Pisa, 03/03/1879 - 01/01/1950

Ferruccio Pizzanelli frequentò la scuola d'Arte di Lucca e poi l'Accademia di Belle Arti Firenze, dove si diplomò orientandosi principalmente verso le arti applicate. Questa propensione lo portò nei primissimi anni del Novecento a dedicarsi intensamente alla lavorazione artistica del cuoio. Vinto poi nel 1906 a Milano, nella prestigiosa Esposizione del Sempione, il gran premio nel settore dei cuoi lavorati (d'ardita lavorazione a graffio e sbalzo), l'anno dopo l'artista decise di stabilirsi nella capitale lombarda, divenendo direttore della "Società Italiana dei Cuoi Decorati". Nel 1908 l'artista vinse premi ad importanti mostre a Torino e a Bruxelles; poco dopo partecipò a quelle di Torino, ancora, e di Roma.

Nel 1913 Pizzanelli fece ritorno a Pisa, dove cominciò ad esporre anche quadri, con una rinnovata sensibilità per le sperimentazioni figurative che certo beneficiò di un suo lungo soggiorno a Torre del Lago (1916-1924), dove ebbe modo di conoscere l'ambiente artistico versiliese e pucciniano (Viani, Pea, Levy?), traendone partito per un affinamento dei suoi interessi pittorici, che fino ad allora erano stati meno approfonditi. Nel 1916, partecipando a Pisa ad una mostra "Pro mutilati di guerra", esibì allora la sua abilità nel fare buon uso di uno svariato sistema di tecniche artistiche, dal momento che accanto ai consueti cuoi presentò alcune xilografie e diverse tele e pastelli "oltremodo suggestivi per un senso di mistero che vi aleggia", che dimostravano una flessione su temi simbolisti e densi di riecheggiamenti lirici e sentimentali che risentivano di Nomellini, che ne facevano, così la critica, "il poeta della notte e delle solitudini".

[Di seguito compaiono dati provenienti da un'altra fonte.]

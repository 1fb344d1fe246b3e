use std::fmt;

use crate::config::TimeOpt;
use crate::data::Rescale;
use crate::error::{MfeError, Result};
use crate::groups::Group;
use crate::scoring::Score;
use crate::value::Value;

/// Selector value meaning "every member of the whitelist".
pub const WILDCARD: &str = "all";

/// The whitelists the generic validators know about.
#[derive(Debug, Clone, Copy, PartialEq, Eq)]
pub enum OptionGroup {
    Groups,
    Score,
    Rescale,
    TimeOpt,
}

impl OptionGroup {
    pub const ALL: [OptionGroup; 4] = [
        OptionGroup::Groups,
        OptionGroup::Score,
        OptionGroup::Rescale,
        OptionGroup::TimeOpt,
    ];

    pub fn name(self) -> &'static str {
        match self {
            OptionGroup::Groups => "groups",
            OptionGroup::Score => "score",
            OptionGroup::Rescale => "rescale",
            OptionGroup::TimeOpt => "timeopt",
        }
    }

    /// Resolve a whitelist key. Summary functions and metafeature names have
    /// their own registries and are not generic groups.
    pub fn from_name(name: &str) -> Result<OptionGroup> {
        let lowered = name.to_ascii_lowercase();
        OptionGroup::ALL
            .into_iter()
            .find(|g| g.name() == lowered)
            .ok_or_else(|| {
                MfeError::value_error(
                    "group_name",
                    format!(
                        "unknown group name '{name}' (must be one of: {})",
                        OptionGroup::ALL.map(OptionGroup::name).join(", ")
                    ),
                )
            })
    }

    pub fn valid_values(self) -> Vec<&'static str> {
        match self {
            OptionGroup::Groups => Group::ALL.iter().map(|g| g.name()).collect(),
            OptionGroup::Score => Score::ALL.iter().map(|s| s.name()).collect(),
            OptionGroup::Rescale => Rescale::ALL.iter().map(|r| r.name()).collect(),
            OptionGroup::TimeOpt => TimeOpt::ALL.iter().map(|t| t.name()).collect(),
        }
    }
}

impl fmt::Display for OptionGroup {
    fn fmt(&self, f: &mut fmt::Formatter<'_>) -> fmt::Result {
        f.write_str(self.name())
    }
}

fn resolve_group_name(group_name: Option<&str>) -> Result<OptionGroup> {
    let name = group_name
        .ok_or_else(|| MfeError::type_error("group_name", "can not be None"))?;
    OptionGroup::from_name(name)
}

/// Validate a single scalar selector against the `group_name` whitelist.
///
/// Returns the canonical (lowercase) value, or `None` when an absent or
/// empty value is explicitly allowed.
pub fn process_generic_option(
    value: &Value,
    group_name: Option<&str>,
    allow_none: bool,
    allow_empty: bool,
) -> Result<Option<String>> {
    let group = resolve_group_name(group_name)?;
    let param = group.name();

    let text = match value {
        Value::None if allow_none => return Ok(None),
        Value::None => return Err(MfeError::value_error(param, "can not be None")),
        Value::Str(s) => s,
        other => {
            return Err(MfeError::type_error(
                param,
                format!("expected a string, got {} ({other})", other.kind_name()),
            ))
        }
    };

    if text.is_empty() {
        if allow_empty {
            return Ok(None);
        }
        return Err(MfeError::value_error(param, "can not be empty"));
    }

    let valid = group.valid_values();
    let selected = check_in_whitelist(vec![text.to_ascii_lowercase()], param, &valid, false)?;
    Ok(selected.first().map(|s| s.to_string()))
}

/// Validate a collection-valued selector against the `group_name` whitelist.
///
/// Accepts a single string, a list of strings, or the [`WILDCARD`]. Returns
/// the selected members in whitelist order, without duplicates.
pub fn process_generic_set(
    values: &Value,
    group_name: Option<&str>,
    allow_none: bool,
    allow_empty: bool,
) -> Result<Vec<String>> {
    let group = resolve_group_name(group_name)?;
    let param = group.name();

    if values.is_none() {
        if allow_none {
            return Ok(Vec::new());
        }
        return Err(MfeError::value_error(param, "can not be None"));
    }
    if values.is_blank() {
        if allow_empty {
            return Ok(Vec::new());
        }
        return Err(MfeError::value_error(param, "can not be empty"));
    }

    let names = collect_names(values, param)?;
    let valid = group.valid_values();
    let selected = check_in_whitelist(names, param, &valid, true)?;
    Ok(selected.into_iter().map(String::from).collect())
}

/// Turn a present, non-blank selector into lowercase names in first-seen
/// order. Anything other than a string or a list of strings is a type error.
pub(crate) fn collect_names(values: &Value, param: &str) -> Result<Vec<String>> {
    let mut names: Vec<String> = Vec::new();
    match values {
        Value::Str(s) => names.push(s.to_ascii_lowercase()),
        Value::List(items) => {
            for item in items {
                let Value::Str(s) = item else {
                    return Err(MfeError::type_error(
                        param,
                        format!(
                            "elements must be strings, got {} ({item})",
                            item.kind_name()
                        ),
                    ));
                };
                let lowered = s.to_ascii_lowercase();
                if !names.contains(&lowered) {
                    names.push(lowered);
                }
            }
        }
        other => {
            return Err(MfeError::type_error(
                param,
                format!(
                    "expected a string or a sequence of strings, got {} ({other})",
                    other.kind_name()
                ),
            ))
        }
    }
    Ok(names)
}

/// Check every name against `valid` (exact match only). With `wildcard`,
/// a lone [`WILDCARD`] expands to the whole whitelist.
pub(crate) fn check_in_whitelist(
    names: Vec<String>,
    param: &str,
    valid: &[&'static str],
    wildcard: bool,
) -> Result<Vec<&'static str>> {
    if wildcard && names.iter().any(|n| n == WILDCARD) {
        if names.len() == 1 {
            return Ok(valid.to_vec());
        }
        return Err(MfeError::value_error(
            param,
            format!("'{WILDCARD}' can not be combined with other values"),
        ));
    }

    let unknown: Vec<&String> = names
        .iter()
        .filter(|n| !valid.contains(&n.as_str()))
        .collect();
    if !unknown.is_empty() {
        let unknown: Vec<&str> = unknown.iter().map(|s| s.as_str()).collect();
        return Err(MfeError::value_error(
            param,
            format!(
                "unknown value(s) {:?} (must be one of: {})",
                unknown,
                valid.join(", ")
            ),
        ));
    }

    Ok(valid
        .iter()
        .copied()
        .filter(|v| names.iter().any(|n| n == v))
        .collect())
}
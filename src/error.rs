use thiserror::Error;

#[derive(Error, Debug)]
pub enum MfeError {
    #[error("Type error in '{param}': {message}")]
    Type { param: String, message: String },

    #[error("Value error in '{param}': {message}")]
    Value { param: String, message: String },

    #[error("I/O error: {0}")]
    Io(#[from] std::io::Error),
}

/// Coarse classification of an [`MfeError`].
#[derive(Debug, Clone, Copy, PartialEq, Eq)]
pub enum ErrorKind {
    Type,
    Value,
    Io,
}

impl MfeError {
    pub fn type_error(param: impl Into<String>, message: impl Into<String>) -> Self {
        MfeError::Type {
            param: param.into(),
            message: message.into(),
        }
    }

    pub fn value_error(param: impl Into<String>, message: impl Into<String>) -> Self {
        MfeError::Value {
            param: param.into(),
            message: message.into(),
        }
    }

    pub fn kind(&self) -> ErrorKind {
        match self {
            MfeError::Type { .. } => ErrorKind::Type,
            MfeError::Value { .. } => ErrorKind::Value,
            MfeError::Io(_) => ErrorKind::Io,
        }
    }

    pub fn is_type_error(&self) -> bool {
        self.kind() == ErrorKind::Type
    }

    pub fn is_value_error(&self) -> bool {
        self.kind() == ErrorKind::Value
    }
}

pub type Result<T> = std::result::Result<T, MfeError>;
use std::fmt;

/// A classification scoring function.
#[derive(Debug, Clone, Copy, PartialEq, Eq)]
pub enum Score {
    Accuracy,
    BalancedAccuracy,
    F1,
    Kappa,
}

impl Score {
    pub const ALL: [Score; 4] = [Score::Accuracy, Score::BalancedAccuracy, Score::F1, Score::Kappa];

    pub fn name(self) -> &'static str {
        match self {
            Score::Accuracy => "accuracy",
            Score::BalancedAccuracy => "balanced-accuracy",
            Score::F1 => "f1",
            Score::Kappa => "kappa",
        }
    }

    pub fn from_name(name: &str) -> Option<Score> {
        let lowered = name.to_ascii_lowercase();
        Score::ALL.into_iter().find(|s| s.name() == lowered)
    }

    /// Score predicted class indices against the true ones.
    ///
    /// Returns NaN for empty input.
    pub fn evaluate(self, truth: &[usize], pred: &[usize], n_classes: usize) -> f64 {
        if truth.is_empty() || truth.len() != pred.len() {
            return f64::NAN;
        }
        let cm = confusion_matrix(truth, pred, n_classes);
        let n = truth.len() as f64;
        let correct: f64 = (0..n_classes).map(|c| cm[c][c]).sum();

        match self {
            Score::Accuracy => correct / n,
            Score::BalancedAccuracy => {
                let recalls: Vec<f64> = (0..n_classes)
                    .filter_map(|c| {
                        let support: f64 = cm[c].iter().sum();
                        (support > 0.0).then(|| cm[c][c] / support)
                    })
                    .collect();
                recalls.iter().sum::<f64>() / recalls.len() as f64
            }
            Score::F1 => {
                // Macro average over classes present in truth or prediction.
                let mut total = 0.0;
                let mut present = 0usize;
                for c in 0..n_classes {
                    let tp = cm[c][c];
                    let actual: f64 = cm[c].iter().sum();
                    let predicted: f64 = (0..n_classes).map(|r| cm[r][c]).sum();
                    if actual + predicted == 0.0 {
                        continue;
                    }
                    present += 1;
                    total += 2.0 * tp / (actual + predicted);
                }
                total / present as f64
            }
            Score::Kappa => {
                let observed = correct / n;
                let expected: f64 = (0..n_classes)
                    .map(|c| {
                        let actual: f64 = cm[c].iter().sum();
                        let predicted: f64 = (0..n_classes).map(|r| cm[r][c]).sum();
                        actual * predicted
                    })
                    .sum::<f64>()
                    / (n * n);
                if (1.0 - expected).abs() < f64::EPSILON {
                    // Both raters always pick one class.
                    if (observed - 1.0).abs() < f64::EPSILON {
                        1.0
                    } else {
                        0.0
                    }
                } else {
                    (observed - expected) / (1.0 - expected)
                }
            }
        }
    }
}

impl fmt::Display for Score {
    fn fmt(&self, f: &mut fmt::Formatter<'_>) -> fmt::Result {
        f.write_str(self.name())
    }
}

/// Rows are true classes, columns predicted classes.
fn confusion_matrix(truth: &[usize], pred: &[usize], n_classes: usize) -> Vec<Vec<f64>> {
    let mut cm = vec![vec![0.0; n_classes]; n_classes];
    for (&t, &p) in truth.iter().zip(pred) {
        if t < n_classes && p < n_classes {
            cm[t][p] += 1.0;
        }
    }
    cm
}
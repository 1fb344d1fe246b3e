use super::{Compute, FeatureArgs, FeatureSpec, OutputKind};
use crate::error::Result;
use crate::groups::Group;
use crate::precompute::ModelBasedData;
use crate::tree::Node;

pub(crate) const FEATURES: &[FeatureSpec] = &[
    FeatureSpec {
        name: "leaves",
        group: Group::ModelBased,
        description: "Number of leaves of the decision tree",
        params: &[],
        kind: OutputKind::Scalar,
        compute: Compute::ModelBased(leaves),
    },
    FeatureSpec {
        name: "leaves_per_class",
        group: Group::ModelBased,
        description: "Proportion of leaves predicting each class",
        params: &[],
        kind: OutputKind::Vector,
        compute: Compute::ModelBased(leaves_per_class),
    },
    FeatureSpec {
        name: "nodes",
        group: Group::ModelBased,
        description: "Number of decision nodes of the tree",
        params: &[],
        kind: OutputKind::Scalar,
        compute: Compute::ModelBased(nodes),
    },
    FeatureSpec {
        name: "tree_depth",
        group: Group::ModelBased,
        description: "Depth of every node of the tree",
        params: &[],
        kind: OutputKind::Vector,
        compute: Compute::ModelBased(tree_depth),
    },
];

fn leaves(data: &ModelBasedData, _: &FeatureArgs) -> Result<Vec<f64>> {
    Ok(vec![data.tree.leaves().count() as f64])
}

fn leaves_per_class(data: &ModelBasedData, _: &FeatureArgs) -> Result<Vec<f64>> {
    let mut counts = vec![0.0; data.n_classes];
    for node in data.tree.leaves() {
        if let Node::Leaf { class, .. } = node {
            counts[*class] += 1.0;
        }
    }
    let total: f64 = counts.iter().sum();
    Ok(counts.into_iter().map(|c| c / total).collect())
}

fn nodes(data: &ModelBasedData, _: &FeatureArgs) -> Result<Vec<f64>> {
    Ok(vec![data.tree.n_splits() as f64])
}

fn tree_depth(data: &ModelBasedData, _: &FeatureArgs) -> Result<Vec<f64>> {
    Ok(data.tree.nodes.iter().map(|n| n.depth() as f64).collect())
}
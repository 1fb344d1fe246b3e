use std::collections::BTreeMap;

use crate::data::Dataset;
use crate::error::{MfeError, Result};
use crate::groups::Group;
use crate::precompute::{
    GeneralData, GroupData, InfoTheoryData, LandmarkingData, ModelBasedData, StatisticalData,
};
use crate::value::Value;

mod general;
mod info_theory;
mod landmarking;
mod model_based;
mod statistical;

/// Shape of a metafeature's raw output.
#[derive(Debug, Clone, Copy, PartialEq, Eq)]
pub enum OutputKind {
    /// A single value, reported as is.
    Scalar,
    /// One value per attribute, fold, node, ...; summarized.
    Vector,
}

/// Computation routine, typed by the group data it consumes.
#[derive(Clone, Copy)]
pub enum Compute {
    General(fn(&Dataset, &GeneralData, &FeatureArgs) -> Result<Vec<f64>>),
    Statistical(fn(&StatisticalData, &FeatureArgs) -> Result<Vec<f64>>),
    InfoTheory(fn(&InfoTheoryData, &FeatureArgs) -> Result<Vec<f64>>),
    ModelBased(fn(&ModelBasedData, &FeatureArgs) -> Result<Vec<f64>>),
    Landmarking(fn(&LandmarkingData, &FeatureArgs) -> Result<Vec<f64>>),
}

#[derive(Clone, Copy)]
pub struct FeatureSpec {
    pub name: &'static str,
    pub group: Group,
    pub description: &'static str,
    /// Keyword arguments the routine consumes.
    pub params: &'static [&'static str],
    pub kind: OutputKind,
    pub compute: Compute,
}

impl std::fmt::Debug for FeatureSpec {
    fn fmt(&self, f: &mut std::fmt::Formatter<'_>) -> std::fmt::Result {
        f.debug_struct("FeatureSpec")
            .field("name", &self.name)
            .field("group", &self.group)
            .field("params", &self.params)
            .field("kind", &self.kind)
            .finish()
    }
}

impl FeatureSpec {
    /// Run the routine on the data precomputed for this feature's group.
    pub fn run(&self, dataset: &Dataset, data: &GroupData, args: &FeatureArgs) -> Result<Vec<f64>> {
        match (self.compute, data) {
            (Compute::General(f), GroupData::General(d)) => f(dataset, d, args),
            (Compute::Statistical(f), GroupData::Statistical(d)) => f(d, args),
            (Compute::InfoTheory(f), GroupData::InfoTheory(d)) => f(d, args),
            (Compute::ModelBased(f), GroupData::ModelBased(d)) => f(d, args),
            (Compute::Landmarking(f), GroupData::Landmarking(d)) => f(d, args),
            _ => unreachable!("'{}' dispatched with data of another group", self.name),
        }
    }
}

/// All metafeatures, grouped and sorted by name within each group.
pub fn registry() -> impl Iterator<Item = &'static FeatureSpec> {
    general::FEATURES
        .iter()
        .chain(statistical::FEATURES)
        .chain(info_theory::FEATURES)
        .chain(model_based::FEATURES)
        .chain(landmarking::FEATURES)
}

pub fn lookup(name: &str) -> Option<&'static FeatureSpec> {
    registry().find(|f| f.name == name)
}

pub fn features_of(group: Group) -> impl Iterator<Item = &'static FeatureSpec> {
    registry().filter(move |f| f.group == group)
}

// ---------------------------------------------------------------------------
// Keyword arguments
// ---------------------------------------------------------------------------

/// Keyword arguments handed to one metafeature.
#[derive(Debug, Clone, Default)]
pub struct FeatureArgs {
    feature: &'static str,
    values: BTreeMap<String, Value>,
}

impl FeatureArgs {
    pub fn new(feature: &'static str, values: BTreeMap<String, Value>) -> Self {
        Self { feature, values }
    }

    fn param(&self, key: &str) -> String {
        format!("{}.{key}", self.feature)
    }

    /// A non-negative integer argument.
    pub fn usize_or(&self, key: &str, default: usize) -> Result<usize> {
        match self.values.get(key) {
            None => Ok(default),
            Some(Value::Int(i)) => usize::try_from(*i).map_err(|_| {
                MfeError::value_error(self.param(key), format!("must be >= 0, got {i}"))
            }),
            Some(other) => Err(MfeError::type_error(
                self.param(key),
                format!("expected an integer, got {}", other.kind_name()),
            )),
        }
    }

    /// A numeric argument checked against `valid`.
    pub fn f64_or(&self, key: &str, default: f64, valid: impl Fn(f64) -> bool) -> Result<f64> {
        let v = match self.values.get(key) {
            None => return Ok(default),
            Some(Value::Int(i)) => *i as f64,
            Some(Value::Float(f)) => *f,
            Some(other) => {
                return Err(MfeError::type_error(
                    self.param(key),
                    format!("expected a number, got {}", other.kind_name()),
                ))
            }
        };
        if !valid(v) {
            return Err(MfeError::value_error(
                self.param(key),
                format!("value {v} out of range"),
            ));
        }
        Ok(v)
    }
}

Furono quelli per Pizzanelli anni segnati da numerose partecipazioni espositive (Viareggio, Firenze, Torino, Livorno, Roma, Buenos Aires), dove egli, pur non disdegnando la riproposizione dei cuoi, cominciò ormai definitivamente ad imporsi in campo pittorico. A partire dagli anni Venti, la sua pittura venne esplicitamente riletta come articolata in una originale rilettura di Cezanne, ma con un fare "meno rude e più equilibrato", che talvolta, per quel tono intimista e malinconico che spesso faceva da basso continuo alle sue composizioni, lo fecero definire come un "bizzarro impressionista". Negli anni successivi Pizzanelli diventò uno dei protagonisti assoluti dell'ambiente culturale di Pisa negli anni del fascismo, organizzando mostre - sue e di altri - partecipando assiduamente alle Sindacali, insegnando pittura ad un cospicuo drappello di estimatori ("maestro di una intera generazione di pittori cittadini") dedicandosi con buoni risultati anche alla pittura su parete (Facoltà di Agraria dell'Università, sede della milizia Fascista, Palazzo della Provincia), nel segno di una sperimentazione tecnica inesausta e ricca di risultati.

A partire dagli anni Trenta Pizzanelli, pur continuando ad esporre in tutta Italia (Viareggio, Napoli, Venezia, Firenze?) scelse Pisa come principale teatro della propria attività, proponendo una pittura che incontrò i favori del pubblico per quella sua vena accostante ed intimista che talvolta si volle genericamente interpretare come "poetica", fatta do paesaggi luminosi e sospesi, ma con una vena malinconica e pensosa, che facevano da contraltare, sebbene lui convinto fascista, alle certezze gridate del Ventennio. Il tutto poi alternato a nature morte dal forte valore plastico, e da volti solenni e inesorabili. Le sue nature morte, bellissime, si sviluppavano in una saldezza plastica che le faceva parenti di certe di Oscar Ghiglia.

La sua fu una pittura di tono figurativo sostanzialmente estranea alle avanguardie, ma dove si espresse un gusto raffinato per la personale rielaborazione della pittura di Levy e Chini, non distante dai risultati del gruppo dei pittori del Novecento. Fu allora un artista vero Pizzanelli e, a detta di chi lo conobbe, uomo dignitoso e altrettanto onesto. "Morto piuttosto povero perché troppo poeticamente, distrattamente e disinteressatamente artista": così Astianatte disse di lui. E fu epigrafe dolce e beneaugurante, senza l'ambiguo sentimento dell'affetto complice e interessato, ma con la parola fiera che si doveva a chi se l'era ben meritata. E noi alla pronuncia di quella ci aggiungiamo.